***** Material supplied *****

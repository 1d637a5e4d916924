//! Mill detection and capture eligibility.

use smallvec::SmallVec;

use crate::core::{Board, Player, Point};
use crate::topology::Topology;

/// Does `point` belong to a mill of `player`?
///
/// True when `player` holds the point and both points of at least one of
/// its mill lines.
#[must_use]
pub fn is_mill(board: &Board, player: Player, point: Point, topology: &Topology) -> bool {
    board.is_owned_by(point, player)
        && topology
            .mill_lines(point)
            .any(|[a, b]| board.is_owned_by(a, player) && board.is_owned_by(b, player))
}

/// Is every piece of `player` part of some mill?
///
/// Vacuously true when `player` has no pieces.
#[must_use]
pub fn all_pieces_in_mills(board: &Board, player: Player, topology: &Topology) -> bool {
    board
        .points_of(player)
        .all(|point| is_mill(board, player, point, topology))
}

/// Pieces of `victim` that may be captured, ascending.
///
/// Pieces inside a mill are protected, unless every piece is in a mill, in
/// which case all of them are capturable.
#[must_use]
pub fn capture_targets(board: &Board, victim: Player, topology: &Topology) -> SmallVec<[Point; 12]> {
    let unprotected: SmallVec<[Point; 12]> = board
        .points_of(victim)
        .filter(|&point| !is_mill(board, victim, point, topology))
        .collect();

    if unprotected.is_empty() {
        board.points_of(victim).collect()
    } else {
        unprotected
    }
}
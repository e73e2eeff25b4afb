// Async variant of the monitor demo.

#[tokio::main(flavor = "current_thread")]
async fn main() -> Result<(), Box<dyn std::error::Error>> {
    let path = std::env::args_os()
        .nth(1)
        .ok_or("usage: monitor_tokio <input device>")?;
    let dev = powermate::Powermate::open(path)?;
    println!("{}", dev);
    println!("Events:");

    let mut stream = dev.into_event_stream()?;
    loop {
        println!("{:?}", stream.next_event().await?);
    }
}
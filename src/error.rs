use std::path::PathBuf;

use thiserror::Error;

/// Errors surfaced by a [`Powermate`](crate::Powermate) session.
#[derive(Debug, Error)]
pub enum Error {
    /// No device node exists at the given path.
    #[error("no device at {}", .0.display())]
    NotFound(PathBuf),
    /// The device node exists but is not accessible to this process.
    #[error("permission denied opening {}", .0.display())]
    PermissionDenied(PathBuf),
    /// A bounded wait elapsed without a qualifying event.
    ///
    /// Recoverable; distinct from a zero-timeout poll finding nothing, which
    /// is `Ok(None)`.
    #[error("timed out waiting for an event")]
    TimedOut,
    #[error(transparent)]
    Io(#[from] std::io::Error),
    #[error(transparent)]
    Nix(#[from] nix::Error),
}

*****
***** Material supplied *****

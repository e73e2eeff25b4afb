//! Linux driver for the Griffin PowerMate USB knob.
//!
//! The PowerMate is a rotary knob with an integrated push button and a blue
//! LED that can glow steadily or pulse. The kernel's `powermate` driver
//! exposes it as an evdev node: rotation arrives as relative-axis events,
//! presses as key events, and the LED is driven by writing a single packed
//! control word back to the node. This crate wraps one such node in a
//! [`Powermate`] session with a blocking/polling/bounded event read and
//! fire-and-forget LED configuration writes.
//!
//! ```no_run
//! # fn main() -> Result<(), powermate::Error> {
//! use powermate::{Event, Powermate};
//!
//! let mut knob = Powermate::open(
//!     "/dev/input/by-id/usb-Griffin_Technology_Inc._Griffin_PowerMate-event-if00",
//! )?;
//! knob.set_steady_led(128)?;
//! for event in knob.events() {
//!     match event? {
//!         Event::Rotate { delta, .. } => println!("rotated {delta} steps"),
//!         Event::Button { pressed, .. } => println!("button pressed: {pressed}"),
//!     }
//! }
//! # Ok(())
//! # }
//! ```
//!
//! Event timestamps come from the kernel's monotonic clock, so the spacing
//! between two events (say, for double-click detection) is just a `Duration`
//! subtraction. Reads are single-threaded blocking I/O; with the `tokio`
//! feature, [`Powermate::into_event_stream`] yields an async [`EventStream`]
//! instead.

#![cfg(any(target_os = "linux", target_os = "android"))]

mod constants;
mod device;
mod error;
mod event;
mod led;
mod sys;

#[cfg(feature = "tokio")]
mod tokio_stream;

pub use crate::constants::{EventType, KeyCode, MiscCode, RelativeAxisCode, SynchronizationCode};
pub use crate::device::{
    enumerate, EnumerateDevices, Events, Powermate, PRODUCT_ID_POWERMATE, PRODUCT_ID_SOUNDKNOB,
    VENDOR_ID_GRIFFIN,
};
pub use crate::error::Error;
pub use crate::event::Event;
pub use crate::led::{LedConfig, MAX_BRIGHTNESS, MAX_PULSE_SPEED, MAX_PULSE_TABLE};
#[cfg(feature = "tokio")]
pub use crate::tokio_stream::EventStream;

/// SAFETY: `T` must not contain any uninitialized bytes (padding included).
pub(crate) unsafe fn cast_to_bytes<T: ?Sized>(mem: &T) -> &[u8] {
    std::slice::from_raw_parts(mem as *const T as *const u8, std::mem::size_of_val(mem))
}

*****
***** Material supplied *****

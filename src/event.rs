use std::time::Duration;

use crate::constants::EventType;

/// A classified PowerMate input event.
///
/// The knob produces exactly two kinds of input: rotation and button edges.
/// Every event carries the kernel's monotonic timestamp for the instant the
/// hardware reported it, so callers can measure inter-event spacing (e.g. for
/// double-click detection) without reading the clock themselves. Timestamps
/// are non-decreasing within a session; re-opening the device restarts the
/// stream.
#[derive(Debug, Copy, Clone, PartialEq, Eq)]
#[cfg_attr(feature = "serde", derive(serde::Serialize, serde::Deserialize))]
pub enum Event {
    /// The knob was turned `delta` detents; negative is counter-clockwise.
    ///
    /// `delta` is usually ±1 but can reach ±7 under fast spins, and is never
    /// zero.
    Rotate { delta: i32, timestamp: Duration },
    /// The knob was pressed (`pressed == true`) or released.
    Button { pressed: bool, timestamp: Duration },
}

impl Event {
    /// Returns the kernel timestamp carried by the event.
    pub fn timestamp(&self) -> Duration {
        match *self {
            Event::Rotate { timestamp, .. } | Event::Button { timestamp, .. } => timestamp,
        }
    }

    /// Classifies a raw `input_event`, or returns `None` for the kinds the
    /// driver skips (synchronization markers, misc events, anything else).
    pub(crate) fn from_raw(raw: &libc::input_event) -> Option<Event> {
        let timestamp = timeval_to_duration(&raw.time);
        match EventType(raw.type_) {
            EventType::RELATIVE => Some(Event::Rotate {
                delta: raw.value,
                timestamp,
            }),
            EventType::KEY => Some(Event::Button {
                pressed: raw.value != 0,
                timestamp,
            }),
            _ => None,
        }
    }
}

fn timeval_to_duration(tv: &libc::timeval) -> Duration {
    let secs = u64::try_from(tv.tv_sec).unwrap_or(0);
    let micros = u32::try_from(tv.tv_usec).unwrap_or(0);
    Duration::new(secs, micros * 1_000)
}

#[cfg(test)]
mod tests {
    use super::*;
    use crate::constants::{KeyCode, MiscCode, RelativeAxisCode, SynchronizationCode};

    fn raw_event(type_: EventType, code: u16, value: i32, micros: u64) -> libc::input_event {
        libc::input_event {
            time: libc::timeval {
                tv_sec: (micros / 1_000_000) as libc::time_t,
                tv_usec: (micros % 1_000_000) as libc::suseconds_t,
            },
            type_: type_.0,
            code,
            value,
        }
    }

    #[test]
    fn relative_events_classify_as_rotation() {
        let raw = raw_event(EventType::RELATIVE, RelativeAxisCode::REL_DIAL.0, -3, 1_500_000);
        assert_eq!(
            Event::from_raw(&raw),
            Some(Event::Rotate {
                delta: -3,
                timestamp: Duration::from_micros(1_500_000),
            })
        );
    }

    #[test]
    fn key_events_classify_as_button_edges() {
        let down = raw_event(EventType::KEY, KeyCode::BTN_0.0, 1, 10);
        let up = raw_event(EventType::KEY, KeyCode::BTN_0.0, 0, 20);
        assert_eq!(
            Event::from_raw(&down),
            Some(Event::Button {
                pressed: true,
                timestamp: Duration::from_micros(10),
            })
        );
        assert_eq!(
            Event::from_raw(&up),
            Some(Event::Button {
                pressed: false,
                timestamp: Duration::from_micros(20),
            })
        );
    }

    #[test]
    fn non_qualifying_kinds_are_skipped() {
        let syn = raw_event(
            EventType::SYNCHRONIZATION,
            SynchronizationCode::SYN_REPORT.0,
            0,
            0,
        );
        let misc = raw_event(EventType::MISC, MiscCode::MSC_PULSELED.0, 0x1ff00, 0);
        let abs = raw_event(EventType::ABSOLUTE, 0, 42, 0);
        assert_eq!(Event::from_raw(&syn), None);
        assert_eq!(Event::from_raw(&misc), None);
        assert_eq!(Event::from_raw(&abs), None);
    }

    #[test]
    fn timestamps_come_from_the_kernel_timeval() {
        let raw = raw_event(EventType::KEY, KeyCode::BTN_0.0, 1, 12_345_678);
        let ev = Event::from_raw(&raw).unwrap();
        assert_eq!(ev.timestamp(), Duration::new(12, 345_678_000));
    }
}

*****

> **Problem details**: Repeat word for word the lines above that run from the line containing "player, point, topology))" through the line containing "filename src/error.rs", both ends included, and nothing else.

> **Answer for this exercise**:
        .all(|point| is_mill(board, player, point, topology))
}

/// Pieces of `victim` that may be captured, ascending.
///
/// Pieces inside a mill are protected, unless every piece is in a mill, in
/// which case all of them are capturable.
#[must_use]
pub fn capture_targets(board: &Board, victim: Player, topology: &Topology) -> SmallVec<[Point; 12]> {
    let unprotected: SmallVec<[Point; 12]> = board
        .points_of(victim)
        .filter(|&point| !is_mill(board, victim, point, topology))
        .collect();

    if unprotected.is_empty() {
        board.points_of(victim).collect()
    } else {
        unprotected
    }
}
repository e73e2eeff25b4afb
// Async variant of the monitor demo.

#[tokio::main(flavor = "current_thread")]
async fn main() -> Result<(), Box<dyn std::error::Error>> {
    let path = std::env::args_os()
        .nth(1)
        .ok_or("usage: monitor_tokio <input device>")?;
    let dev = powermate::Powermate::open(path)?;
    println!("{}", dev);
    println!("Events:");

    let mut stream = dev.into_event_stream()?;
    loop {
        println!("{:?}", stream.next_event().await?);
    }
}
filename src/error.rs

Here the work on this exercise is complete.